Chapitre I : L’enseignement traditionnel vietnamien en caractères chinois : la réforme et

2. Les réformes et l’abolition de l’enseignement traditionnel (1862-1919)

2.2. La réforme d’enseignement traditionnel au Tonkin et en Annam

Avec la signature du traité en 1884, le Tonkin et l’Annam sont placés sous le régime du protectorat. En réalité, le Viet Nam a perdu quasiment sa souveraineté et son indépendance. En janvier 1886, Paul Bert est nommé Résident général du protectorat de l'Annam et du Tonkin. Arrivé à Hanoï en avril 1886, avec des expériences de l’organisation éducative en Cochinchine et avec les conseils de Dumoutier, un spécialiste de la culture vietnamienne et chinoise, le Résident général Paul Bert ne s’est pas hâté de supprimer les concours et les écoles de lettrés en Annam et au Tonkin où l’éducation confucianiste s’était enracinée pendant des siècles. Donc, le système de l’éducation traditionnelle au Tonkin et en Annam a subsisté. Les garçons ont continué d’aller à l’école des lettrés dans chaque village. Les concours en caractères chinois pour la sélection des mandarins sont restés selon l’ancien rythme. Mais d’après Paul Bert, il faut “favoriser l'introduction du quôc-ngữ” (le vietnamien en caractère latin) à l’école annamite” (école des lettrés). Dans sa lettre, en date du 1er juillet 1886, au Résident supérieur, il a exposé cette idée ; « dans les écoles annamites, favoriser l'introduction du quôc-ngữ et ses progrès qui seront certainement lents40. »

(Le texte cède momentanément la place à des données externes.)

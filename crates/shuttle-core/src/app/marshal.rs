//! Marshal - 完了したタスクを callback 引数に変換する
//!
//! caller スレッドでのみ実行されます。callback の第 1 引数は常に error で、
//! 成功なら `Null`、失敗なら `Value::Error` です。
//!
//! 失敗時も callback の引数の数は変わらず、結果の位置には型ごとの既定値が入ります。
//! 異常終了したタスクや error slot が未確定のタスクは `INTERNAL_LOCAL` として扱います。

use chrono::DateTime;

use crate::domain::buffer::NativeBuffer;
use crate::domain::errors::{ErrorCode, QdbError};
use crate::domain::metadata::EntryMetadata;
use crate::domain::query::{QueryCell, QueryResult};
use crate::domain::series::{AggregationResult, ColumnInfo, Point, PointValue};
use crate::domain::state::WorkerStatus;
use crate::domain::task::Output;
use crate::domain::value::Value;

use super::descriptor::TaskDescriptor;

/// ResultMarshaler は結果の形ごとの変換規則
pub trait ResultMarshaler {
    /// callback に渡す引数の数（error を含む）
    const ARITY: usize;

    fn marshal(status: &WorkerStatus, task: &mut TaskDescriptor) -> Vec<Value>;
}

/// 呼び出し側から見た最終的な error code
pub fn error_code(status: &WorkerStatus, task: &TaskDescriptor) -> ErrorCode {
    match status {
        WorkerStatus::Abnormal(_) => ErrorCode::INTERNAL_LOCAL,
        WorkerStatus::Finished if !task.error().is_terminal() => ErrorCode::INTERNAL_LOCAL,
        WorkerStatus::Finished => task.error(),
    }
}

pub fn error_value(code: ErrorCode) -> Value {
    if code.is_success() {
        Value::Null
    } else {
        Value::Error(QdbError::new(code))
    }
}

/// 結果配列の確保。確保できなければ `NO_MEMORY_LOCAL`
pub fn reserve<T>(n: usize) -> Result<Vec<T>, ErrorCode> {
    let mut out = Vec::new();
    out.try_reserve_exact(n).map_err(|_| ErrorCode::NO_MEMORY_LOCAL)?;
    Ok(out)
}

/// error + 1 値の共通処理
fn marshal_single(
    status: &WorkerStatus,
    task: &mut TaskDescriptor,
    fallback: fn() -> Value,
    convert: impl FnOnce(Output) -> Result<Value, ErrorCode>,
) -> Vec<Value> {
    let code = error_code(status, task);
    if !code.is_success() {
        return vec![error_value(code), fallback()];
    }
    match convert(task.take_output()) {
        Ok(value) => vec![Value::Null, value],
        Err(code) => vec![error_value(code), fallback()],
    }
}

fn empty_array() -> Value {
    Value::Array(Vec::new())
}

pub struct VoidResult;

impl ResultMarshaler for VoidResult {
    const ARITY: usize = 1;

    fn marshal(status: &WorkerStatus, task: &mut TaskDescriptor) -> Vec<Value> {
        vec![error_value(error_code(status, task))]
    }
}

/// ネイティブ buffer はコピーせず caller に移す
pub struct BufferResult;

impl ResultMarshaler for BufferResult {
    const ARITY: usize = 2;

    fn marshal(status: &WorkerStatus, task: &mut TaskDescriptor) -> Vec<Value> {
        marshal_single(
            status,
            task,
            || Value::Buffer(NativeBuffer::empty()),
            |output| match output {
                Output::Buffer(buf) => Ok(Value::Buffer(buf)),
                _ => Err(ErrorCode::INTERNAL_LOCAL),
            },
        )
    }
}

pub struct IntegerResult;

impl ResultMarshaler for IntegerResult {
    const ARITY: usize = 2;

    fn marshal(status: &WorkerStatus, task: &mut TaskDescriptor) -> Vec<Value> {
        marshal_single(
            status,
            task,
            || Value::Number(0.0),
            |output| match output {
                Output::Integer(n) => Ok(Value::from(n)),
                _ => Err(ErrorCode::INTERNAL_LOCAL),
            },
        )
    }
}

pub struct UnsignedResult;

impl ResultMarshaler for UnsignedResult {
    const ARITY: usize = 2;

    fn marshal(status: &WorkerStatus, task: &mut TaskDescriptor) -> Vec<Value> {
        marshal_single(
            status,
            task,
            || Value::Number(0.0),
            |output| match output {
                Output::Unsigned(n) => Ok(Value::Number(n as f64)),
                _ => Err(ErrorCode::INTERNAL_LOCAL),
            },
        )
    }
}

/// 秒単位の時刻。0 以下は `Undefined`
pub struct DateResult;

impl ResultMarshaler for DateResult {
    const ARITY: usize = 2;

    fn marshal(status: &WorkerStatus, task: &mut TaskDescriptor) -> Vec<Value> {
        marshal_single(
            status,
            task,
            || Value::Undefined,
            |output| match output {
                Output::Date(secs) if secs > 0 => Ok(DateTime::from_timestamp(secs, 0)
                    .map(Value::Date)
                    .unwrap_or(Value::Undefined)),
                Output::Date(_) => Ok(Value::Undefined),
                _ => Err(ErrorCode::INTERNAL_LOCAL),
            },
        )
    }
}

pub struct StringArrayResult;

impl ResultMarshaler for StringArrayResult {
    const ARITY: usize = 2;

    fn marshal(status: &WorkerStatus, task: &mut TaskDescriptor) -> Vec<Value> {
        marshal_single(status, task, empty_array, |output| match output {
            Output::Strings(native) => {
                let mut out = reserve(native.len())?;
                out.extend(native.iter().map(|s| Value::String(s.clone())));
                Ok(Value::Array(out))
            }
            _ => Err(ErrorCode::INTERNAL_LOCAL),
        })
    }
}

pub struct EntryMetadataResult;

impl ResultMarshaler for EntryMetadataResult {
    const ARITY: usize = 2;

    fn marshal(status: &WorkerStatus, task: &mut TaskDescriptor) -> Vec<Value> {
        marshal_single(
            status,
            task,
            || Value::Undefined,
            |output| match output {
                Output::Metadata(meta) => Ok(metadata_value(&meta)),
                _ => Err(ErrorCode::INTERNAL_LOCAL),
            },
        )
    }
}

fn metadata_value(meta: &EntryMetadata) -> Value {
    let reference = meta.reference.0.iter().map(|w| Value::Number(*w as f64)).collect();
    let mut fields = vec![
        ("reference", Value::Array(reference)),
        ("type", Value::from(meta.entry_type.as_number())),
        ("size", Value::Number(meta.size as f64)),
        ("modification_time", date_value(meta.modification_time.to_datetime())),
    ];
    if let Some(expiry) = meta.expiry_time {
        fields.push(("expiry_time", date_value(expiry.to_datetime())));
    }
    Value::object(fields)
}

fn date_value(at: Option<chrono::DateTime<chrono::Utc>>) -> Value {
    at.map(Value::Date).unwrap_or(Value::Undefined)
}

pub struct EntryTypeResult;

impl ResultMarshaler for EntryTypeResult {
    const ARITY: usize = 2;

    fn marshal(status: &WorkerStatus, task: &mut TaskDescriptor) -> Vec<Value> {
        marshal_single(
            status,
            task,
            || Value::Number(-1.0),
            |output| match output {
                Output::EntryType(t) => Ok(Value::from(t.as_number())),
                _ => Err(ErrorCode::INTERNAL_LOCAL),
            },
        )
    }
}

/// (error, success_count, {tag: bool})
pub struct TagBatchResult;

impl ResultMarshaler for TagBatchResult {
    const ARITY: usize = 3;

    fn marshal(status: &WorkerStatus, task: &mut TaskDescriptor) -> Vec<Value> {
        let code = error_code(status, task);
        let output = if code.is_success() {
            task.take_output()
        } else {
            Output::None
        };
        match output {
            Output::TagBatch {
                success_count,
                results,
            } => {
                let flags = results.into_iter().map(|(tag, set)| (tag, Value::Bool(set)));
                vec![
                    error_value(code),
                    Value::Number(success_count as f64),
                    Value::object(flags),
                ]
            }
            _ => {
                let code = if code.is_success() { ErrorCode::INTERNAL_LOCAL } else { code };
                vec![
                    error_value(code),
                    Value::Number(0.0),
                    Value::object(Vec::<(String, Value)>::new()),
                ]
            }
        }
    }
}

pub struct TableResult;

impl ResultMarshaler for TableResult {
    const ARITY: usize = 2;

    fn marshal(status: &WorkerStatus, task: &mut TaskDescriptor) -> Vec<Value> {
        marshal_single(
            status,
            task,
            || Value::Undefined,
            |output| match output {
                Output::Table(result) => table_value(result),
                _ => Err(ErrorCode::INTERNAL_LOCAL),
            },
        )
    }
}

fn table_value(result: QueryResult) -> Result<Value, ErrorCode> {
    let mut tables = reserve(result.tables.len())?;
    let tables_count = result.tables.len();
    for table in result.tables {
        let columns_count = table.columns.len();
        let rows_count = table.row_count();
        let mut rows = reserve(rows_count)?;
        for row in table.rows {
            rows.push(Value::Array(row.into_iter().map(cell_value).collect()));
        }
        tables.push(Value::object([
            ("table_name", Value::String(table.name)),
            ("columns_count", Value::Number(columns_count as f64)),
            (
                "columns_names",
                Value::Array(table.columns.into_iter().map(Value::String).collect()),
            ),
            ("rows_count", Value::Number(rows_count as f64)),
            ("rows", Value::Array(rows)),
        ]));
    }

    let mut fields = vec![
        ("scanned_point_count", Value::Number(result.scanned_point_count as f64)),
        ("tables_count", Value::Number(tables_count as f64)),
        ("tables", Value::Array(tables)),
    ];
    if let Some(message) = result.error_message {
        fields.push(("error_message", Value::String(message)));
    }
    Ok(Value::object(fields))
}

fn cell_value(cell: QueryCell) -> Value {
    match cell {
        QueryCell::Empty => Value::Null,
        QueryCell::Double(d) => Value::Number(d),
        QueryCell::Blob(b) => Value::buffer(b),
        QueryCell::Int64(n) => Value::from(n),
        QueryCell::Timestamp(ts) => Value::Timestamp(ts),
        QueryCell::String(s) => Value::String(s),
    }
}

/// [{timestamp, value}]
pub struct PointArrayResult;

impl ResultMarshaler for PointArrayResult {
    const ARITY: usize = 2;

    fn marshal(status: &WorkerStatus, task: &mut TaskDescriptor) -> Vec<Value> {
        marshal_single(status, task, empty_array, |output| match output {
            Output::Points(native) => {
                let mut out = reserve(native.len())?;
                out.extend(native.iter().map(point_value));
                Ok(Value::Array(out))
            }
            _ => Err(ErrorCode::INTERNAL_LOCAL),
        })
    }
}

fn point_value(point: &Point) -> Value {
    let value = match &point.value {
        PointValue::Double(d) => Value::Number(*d),
        PointValue::Blob(b) => Value::buffer(b.clone()),
        PointValue::Int64(n) => Value::from(*n),
        PointValue::Timestamp(ts) => Value::Timestamp(*ts),
        PointValue::String(s) => Value::String(s.clone()),
    };
    Value::object([("timestamp", Value::Timestamp(point.timestamp)), ("value", value)])
}

/// [{type, range, count, result}]
pub struct AggregateArrayResult;

impl ResultMarshaler for AggregateArrayResult {
    const ARITY: usize = 2;

    fn marshal(status: &WorkerStatus, task: &mut TaskDescriptor) -> Vec<Value> {
        marshal_single(status, task, empty_array, |output| match output {
            Output::Aggregations(results) => {
                let mut out = reserve(results.len())?;
                out.extend(results.iter().map(aggregation_value));
                Ok(Value::Array(out))
            }
            _ => Err(ErrorCode::INTERNAL_LOCAL),
        })
    }
}

fn aggregation_value(agg: &AggregationResult) -> Value {
    Value::object([
        ("type", Value::from(agg.kind.as_number())),
        ("range", Value::Range(agg.range)),
        ("count", Value::Number(agg.count as f64)),
        ("result", agg.result.as_ref().map(point_value).unwrap_or(Value::Undefined)),
    ])
}

/// [{name, type, symtable?}]
pub struct ColumnInfoArrayResult;

impl ResultMarshaler for ColumnInfoArrayResult {
    const ARITY: usize = 2;

    fn marshal(status: &WorkerStatus, task: &mut TaskDescriptor) -> Vec<Value> {
        marshal_single(status, task, empty_array, |output| match output {
            Output::Columns(native) => {
                let mut out = reserve(native.len())?;
                out.extend(native.iter().map(column_value));
                Ok(Value::Array(out))
            }
            _ => Err(ErrorCode::INTERNAL_LOCAL),
        })
    }
}

fn column_value(column: &ColumnInfo) -> Value {
    let mut fields = vec![
        ("name", Value::String(column.name.clone())),
        ("type", Value::from(column.column_type.as_number())),
    ];
    if let Some(symtable) = &column.symtable {
        fields.push(("symtable", Value::String(symtable.clone())));
    }
    Value::object(fields)
}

Le 13 février 1897, lorsque P. Doumer, gouverneur général de l’Indochine, arrive à Saigon pour remplacer Paul Bert qui est mort du choléra le 11 novembre 1886 au Tonkin. Comme P. Bert, il maintient les deux systèmes d’enseignement, en français et en caractères chinois, au Tonkin et en Annam. Il comprend qu’il ne faut pas supprimer le système de l’enseignement traditionnel tout de suite au Tonkin et en Annam, mais qu’il faut le maintenir pour des raisons de contrainte budgétaire. En Annam et au Tonkin, les écoles franco annamites ne peuvent pas remplacer complètement les écoles de lettrés. Paul Doumer a critiqué les erreurs commises par ces prédécesseurs :

« En Cochinchine, dans le bouleversement qui a suivi la conquête et dans notre ignorance du gouvernement des peuples de vieille civilisation, on n'a pas suffisamment respecté cette institution ; ce n'est pas ce qui a été fait de mieux. La même faute n'a pas été commise au Tonkin et en Annam, et, dans le désir légitime de faire quelque chose, il ne faut pas la commettre. »41

Selon Paul Doumer :

40 Cité par Dumoutier, Les débuts de l’enseignement français au Tonkin, Imp.Schneider, Hanoi, 1887, p.14-15.

« Il semble donc nécessaire de maintenir l'école indigène existante, sauf peut-être, avec le temps, beaucoup de temps, arriver à introduire dans son enseignement quelques notions exactes sur la nature et sur l'histoire. Des écoles franco annamites existaient antérieurement ou ont été créées, avec des instituteurs français, dans les principaux centres du Tonkin. De nouvelles créations sont projetées et pourront être réalisées, à l'aide d'instituteurs indigènes formés à Hanoi, afin d'arriver progressivement à l'application du programme exposé plus haut. »42

Réforme de Paul Beau et ses successeurs (1902-1915)

Nommé à la tête de l’Indochine le 15 octobre 1902, le gouverneur Paul Beau a réorganisé l’enseignement traditionnel. À la suite des travaux du Conseil de perfectionnement et des Comités locaux, sont intervenus l'ordonnance royale du 31 mai 1906, qui sanctionne la réforme de l'Enseignement traditionnel. Désormais, l'enseignement traditionnel en Annam et au Tonkin, comprend trois degrés. L'enseignement du premier degré portera en Annamite le nom de Ấu-hoc ; l'enseignement du second degré, le nom de Tiểu-hoc ; et l'enseignement du troisième degré le nom de Trung-hoc. L'enseignement public sera assuré, au premier degré par les communes ; au second et au troisième degré par l’État. L'enseignement privé sera libre. Les élèves des écoles privées auront, au même titre que les élèves des écoles publiques, accès aux examens et concours officiels et aux avantages qu'ils confèrent.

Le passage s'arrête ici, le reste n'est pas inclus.